At least once a year, the media report on a seemingly healthy teenage athlete collapsing during a sports game and dying of heart complications. These incidents continue to outline the importance of physical exams and health screenings for teenagers, especially those who play sports. During these health screenings, examiners check for cardiovascular alterations such as heart murmurs because they can be a sign of an underlying heart disorder. Since many heart alterations rarely have symptoms, they are easy to miss if health professionals are not specifically looking for them. Once cardiovascular alterations are identified in patients, it is important to refer them to specialists who can further investigate the cause.
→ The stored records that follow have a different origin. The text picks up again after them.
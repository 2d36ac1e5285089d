//! Predicates and type tables shared by the Gradle rules.

use archrules_core::hierarchy::{all_members, contain_any_methods_in_class_hierarchy_that};
use archrules_core::model::{CanBeAnnotated, JavaAccess, JavaClass, JavaField, JavaMethod, Modifier};
use archrules_core::predicate::{are, not};
use archrules_core::predicates::access::calls_method_on_any;
use archrules_core::predicates::class::{assignable_to, interfaces, simple_name_ending_with};
use archrules_core::predicates::member::{a_getter, raw_return_type};
use archrules_core::predicates::{annotated_with, annotated_with_any, modifier};
use archrules_core::reachability::referenced_from;
use archrules_core::DescribedPredicate;

pub(crate) const PLUGIN: &str = "org.gradle.api.Plugin";
pub(crate) const PROJECT: &str = "org.gradle.api.Project";
pub(crate) const TASK: &str = "org.gradle.api.Task";
pub(crate) const DEFAULT_TASK: &str = "org.gradle.api.DefaultTask";
pub(crate) const TASK_CONTAINER: &str = "org.gradle.api.tasks.TaskContainer";
pub(crate) const TASK_COLLECTION: &str = "org.gradle.api.tasks.TaskCollection";
pub(crate) const TASK_ACTION: &str = "org.gradle.api.tasks.TaskAction";
pub(crate) const JAVAX_INJECT: &str = "javax.inject.Inject";

pub(crate) const INPUT: &str = "org.gradle.api.tasks.Input";
pub(crate) const INPUT_FILE: &str = "org.gradle.api.tasks.InputFile";
pub(crate) const INPUT_FILES: &str = "org.gradle.api.tasks.InputFiles";
pub(crate) const INPUT_DIRECTORY: &str = "org.gradle.api.tasks.InputDirectory";
pub(crate) const OUTPUT_FILE: &str = "org.gradle.api.tasks.OutputFile";
pub(crate) const OUTPUT_FILES: &str = "org.gradle.api.tasks.OutputFiles";
pub(crate) const OUTPUT_DIRECTORY: &str = "org.gradle.api.tasks.OutputDirectory";
pub(crate) const OUTPUT_DIRECTORIES: &str = "org.gradle.api.tasks.OutputDirectories";
pub(crate) const CACHEABLE_TASK: &str = "org.gradle.api.tasks.CacheableTask";
pub(crate) const PATH_SENSITIVE: &str = "org.gradle.api.tasks.PathSensitive";

pub(crate) const INPUT_OUTPUT_ANNOTATIONS: [&str; 8] = [
    INPUT,
    INPUT_FILE,
    INPUT_FILES,
    INPUT_DIRECTORY,
    OUTPUT_FILE,
    OUTPUT_FILES,
    OUTPUT_DIRECTORY,
    OUTPUT_DIRECTORIES,
];

pub(crate) const FILE_INPUT_ANNOTATIONS: [&str; 3] = [INPUT_FILE, INPUT_FILES, INPUT_DIRECTORY];

/// Lazy types; a member of any of these (or a subtype) is already lazy.
const PROVIDER_API_TYPES: [&str; 9] = [
    "org.gradle.api.provider.Property",
    "org.gradle.api.provider.Provider",
    "org.gradle.api.provider.ListProperty",
    "org.gradle.api.provider.SetProperty",
    "org.gradle.api.provider.MapProperty",
    "org.gradle.api.file.RegularFileProperty",
    "org.gradle.api.file.DirectoryProperty",
    "org.gradle.api.file.ConfigurableFileCollection",
    "org.gradle.api.file.FileCollection",
];

/// Returns `true` for Provider API and file collection types.
pub(crate) fn is_provider_api_type(class: &JavaClass) -> bool {
    PROVIDER_API_TYPES.iter().any(|t| class.is_assignable_to(t))
}

/// Concrete classes implementing `org.gradle.api.Plugin`.
pub(crate) fn plugins() -> DescribedPredicate<JavaClass> {
    assignable_to(PLUGIN)
        .and(not(interfaces()))
        .described_as(format!("implement {PLUGIN}"))
}

/// Concrete classes assignable to `type_name`.
pub(crate) fn concrete_subtypes_of(type_name: &str) -> DescribedPredicate<JavaClass> {
    assignable_to(type_name).and(are(not(interfaces())))
}

/// Concrete task classes.
///
/// `DefaultTask` is matched by name as well: a model that stubs the Gradle
/// API does not record that it implements `Task`.
pub(crate) fn tasks() -> DescribedPredicate<JavaClass> {
    assignable_to(TASK)
        .or(assignable_to(DEFAULT_TASK))
        .and(not(interfaces()))
        .described_as(format!("are assignable to {TASK} and are not interfaces"))
}

/// Methods and fields annotated with any task input or output annotation.
pub(crate) fn has_input_output_annotation<T: CanBeAnnotated + 'static>() -> DescribedPredicate<T> {
    annotated_with_any(INPUT_OUTPUT_ANNOTATIONS).described_as("has input or output annotation")
}

/// Annotated with `@InputFile`, `@InputFiles` or `@InputDirectory`.
pub(crate) fn annotated_with_file_input<T: CanBeAnnotated + 'static>() -> DescribedPredicate<T> {
    annotated_with_any(FILE_INPUT_ANNOTATIONS).described_as("annotated with Input file annotations")
}

/// `is Provider API type`
pub(crate) fn provider_api_type() -> DescribedPredicate<JavaClass> {
    DescribedPredicate::new("is Provider API type", is_provider_api_type)
}

/// `has rich property return type`: returns a Provider API or file collection type.
///
/// Gradle types are usually stubs in a model, so the lazy types are listed
/// by name instead of relying on their supertypes.
pub(crate) fn has_rich_property_return_type() -> DescribedPredicate<JavaMethod> {
    raw_return_type(provider_api_type()).described_as("has rich property return type")
}

/// Non-private getters of Provider API or file collection types, excluding
/// `@Inject` service getters.
pub(crate) fn rich_property_getters() -> DescribedPredicate<JavaMethod> {
    are(a_getter())
        .and(are(has_rich_property_return_type()))
        .and(not(modifier(Modifier::Private)))
        .and(not(annotated_with(JAVAX_INJECT)))
}

/// `calls <method> on <owner>`, owner matched by assignability.
pub(crate) fn calls_method_on(method: &str, owner: &str) -> DescribedPredicate<JavaAccess> {
    calls_method_on_any(method, &[owner]).described_as(format!("calls {method} on {owner}"))
}

/// Classes with at least one `@TaskAction` method in their hierarchy.
pub(crate) fn have_task_action() -> DescribedPredicate<JavaClass> {
    contain_any_methods_in_class_hierarchy_that(annotated_with(TASK_ACTION))
        .described_as("have task action")
}

/// `plugin extension class`: named `*Extension`, not an interface, and used
/// from plugin code within two hops.
pub(crate) fn plugin_extension_class() -> DescribedPredicate<JavaClass> {
    simple_name_ending_with("Extension")
        .and(not(interfaces()))
        .and(referenced_from(assignable_to(PLUGIN)))
        .described_as("plugin extension class")
}

/// Fields of the class and its ancestors.
pub(crate) fn all_fields(class: &JavaClass) -> Vec<JavaField> {
    all_members::<JavaField>(class)
}

/// Methods of the class and its ancestors.
pub(crate) fn all_methods(class: &JavaClass) -> Vec<JavaMethod> {
    all_members::<JavaMethod>(class)
}

#[cfg(test)]
mod tests {
    use super::*;
    use archrules_core::model::{AccessDto, AnnotationDto, ClassDto, ClassGraph, ClassKind, FieldDto, MethodDto, ModelDocument};

    fn graph() -> ClassGraph {
        ClassGraph::from_document(
            ModelDocument::new()
                .with_class(
                    ClassDto::new("app.MyPlugin")
                        .implementing(PLUGIN)
                        .with_method(
                            MethodDto::new("apply")
                                .with_parameters([PROJECT])
                                .with_access(AccessDto::construct("app.MyExtension"))
                                .with_access(AccessDto::call(TASK_CONTAINER, "getByName")),
                        ),
                )
                .with_class(ClassDto::new("app.MyExtension"))
                .with_class(ClassDto::new("app.OrphanExtension"))
                .with_class(ClassDto::new("app.PluginApi").with_kind(ClassKind::Interface).implementing(PLUGIN))
                .with_class(
                    ClassDto::new("app.BaseTask").extending(DEFAULT_TASK).with_method(
                        MethodDto::new("run").with_annotation(AnnotationDto::new(TASK_ACTION)),
                    ),
                )
                .with_class(ClassDto::new("app.ChildTask").extending("app.BaseTask"))
                .with_class(
                    ClassDto::new("app.Props")
                        .with_field(
                            FieldDto::new("in", "java.io.File").with_annotation(AnnotationDto::new(INPUT_FILE)),
                        )
                        .with_method(MethodDto::new("getOutput").returning("org.gradle.api.provider.Property"))
                        .with_method(
                            MethodDto::new("getObjects")
                                .returning("org.gradle.api.file.ConfigurableFileCollection")
                                .with_annotation(AnnotationDto::new(JAVAX_INJECT)),
                        ),
                ),
        )
        .unwrap()
    }

    fn class(name: &str) -> JavaClass {
        graph().get(name).unwrap()
    }

    #[test]
    fn plugin_selection_skips_interfaces() {
        assert!(plugins().test(&class("app.MyPlugin")));
        assert!(!plugins().test(&class("app.PluginApi")));
    }

    #[test]
    fn extension_needs_plugin_reference() {
        let extension = plugin_extension_class();
        assert!(extension.test(&class("app.MyExtension")));
        assert!(!extension.test(&class("app.OrphanExtension")));
        assert_eq!(extension.description(), "plugin extension class");
    }

    #[test]
    fn task_action_is_inherited() {
        assert!(have_task_action().test(&class("app.ChildTask")));
        assert!(!have_task_action().test(&class("app.MyPlugin")));
    }

    #[test]
    fn provider_api_types() {
        let props = class("app.Props");
        let getters: Vec<String> = props
            .methods()
            .iter()
            .filter(|m| rich_property_getters().test(m))
            .map(|m| m.name().to_string())
            .collect();
        assert_eq!(getters, ["getOutput"]);
        assert!(is_provider_api_type(&graph().get("org.gradle.api.provider.Property").unwrap()));
        assert!(!is_provider_api_type(&graph().get("java.io.File").unwrap()));
        assert!(annotated_with_file_input::<JavaField>().test(&props.fields()[0]));
    }

    #[test]
    fn method_calls_by_owner() {
        let plugin = class("app.MyPlugin");
        let calls = calls_method_on("getByName", TASK_CONTAINER);
        assert_eq!(calls.description(), format!("calls getByName on {TASK_CONTAINER}"));
        assert!(plugin.accesses_from_self().iter().any(|a| calls.test(a)));
    }
}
Consider the following scenario:
A 16-year-old male presents for a sports participation examination. He has no significant medical history and no family history suggestive of risk for premature cardiac death. The patient is examined while sitting slightly recumbent on the exam table and the advanced practice nurse appreciates a grade II/VI systolic murmur heard loudest at the apex of the heart. Other physical findings are within normal limits, the patient denies any cardiovascular symptoms, and a neuromuscular examination is within normal limits. He is cleared with no activity restriction. Later in the season he collapses on the field and dies.
Review the scenario provided, as well as Chapter 25 in the Huether and McCance text. Consider how you would diagnose and prescribe treatment for the patient.
Select one of the following patient factors: genetics, ethnicity, or behavior. Reflect on how the factor you selected might impact diagnosis and prescription of treatment for the patient in the scenario.
Write a description of how you would diagnose and prescribe treatment for the patient in the scenario. Then explain how the factor you selected might impact the diagnosis and prescription of treatment for that patient.